WHAT TO DO: Return a copy of every line in the records that includes the word "AccelStepper".

SOURCE DATA:
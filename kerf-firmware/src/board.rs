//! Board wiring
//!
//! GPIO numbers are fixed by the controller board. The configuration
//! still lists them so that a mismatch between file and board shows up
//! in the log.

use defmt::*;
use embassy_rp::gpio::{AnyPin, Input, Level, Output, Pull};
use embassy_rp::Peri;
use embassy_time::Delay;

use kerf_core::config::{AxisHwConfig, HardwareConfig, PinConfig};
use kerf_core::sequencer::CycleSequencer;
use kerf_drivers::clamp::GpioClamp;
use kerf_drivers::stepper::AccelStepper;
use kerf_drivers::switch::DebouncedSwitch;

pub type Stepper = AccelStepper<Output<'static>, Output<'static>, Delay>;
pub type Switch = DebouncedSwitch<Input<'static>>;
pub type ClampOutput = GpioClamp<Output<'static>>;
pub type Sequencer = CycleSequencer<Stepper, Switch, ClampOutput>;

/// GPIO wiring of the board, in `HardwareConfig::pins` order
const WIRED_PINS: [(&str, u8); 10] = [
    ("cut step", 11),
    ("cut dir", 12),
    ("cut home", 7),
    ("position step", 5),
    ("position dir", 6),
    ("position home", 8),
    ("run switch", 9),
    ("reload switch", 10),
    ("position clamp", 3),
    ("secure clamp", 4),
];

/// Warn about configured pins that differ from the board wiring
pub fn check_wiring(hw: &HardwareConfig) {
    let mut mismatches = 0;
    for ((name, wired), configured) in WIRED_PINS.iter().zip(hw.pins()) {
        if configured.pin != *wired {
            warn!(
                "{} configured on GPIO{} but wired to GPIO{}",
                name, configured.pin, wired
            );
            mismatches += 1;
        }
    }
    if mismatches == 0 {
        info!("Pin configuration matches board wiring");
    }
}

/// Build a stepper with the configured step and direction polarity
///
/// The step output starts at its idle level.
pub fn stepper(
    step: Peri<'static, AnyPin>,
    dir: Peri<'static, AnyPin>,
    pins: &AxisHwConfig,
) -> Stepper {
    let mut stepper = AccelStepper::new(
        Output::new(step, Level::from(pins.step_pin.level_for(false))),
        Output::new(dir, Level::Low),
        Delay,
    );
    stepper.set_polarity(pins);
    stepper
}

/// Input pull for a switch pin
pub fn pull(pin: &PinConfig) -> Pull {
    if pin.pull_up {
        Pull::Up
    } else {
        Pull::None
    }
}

...

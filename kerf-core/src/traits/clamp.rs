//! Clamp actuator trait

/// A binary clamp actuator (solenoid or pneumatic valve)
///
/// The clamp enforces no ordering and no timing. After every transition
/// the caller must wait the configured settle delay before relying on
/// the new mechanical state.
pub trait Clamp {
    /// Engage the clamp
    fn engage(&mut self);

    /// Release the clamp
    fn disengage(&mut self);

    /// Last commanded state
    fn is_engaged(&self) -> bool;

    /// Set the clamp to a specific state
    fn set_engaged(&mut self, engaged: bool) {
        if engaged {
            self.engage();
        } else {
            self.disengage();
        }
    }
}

THE ANSWER:
use kerf_drivers::stepper::AccelStepper;
pub type Stepper = AccelStepper<Output<'static>, Output<'static>, Delay>;
    let mut stepper = AccelStepper::new(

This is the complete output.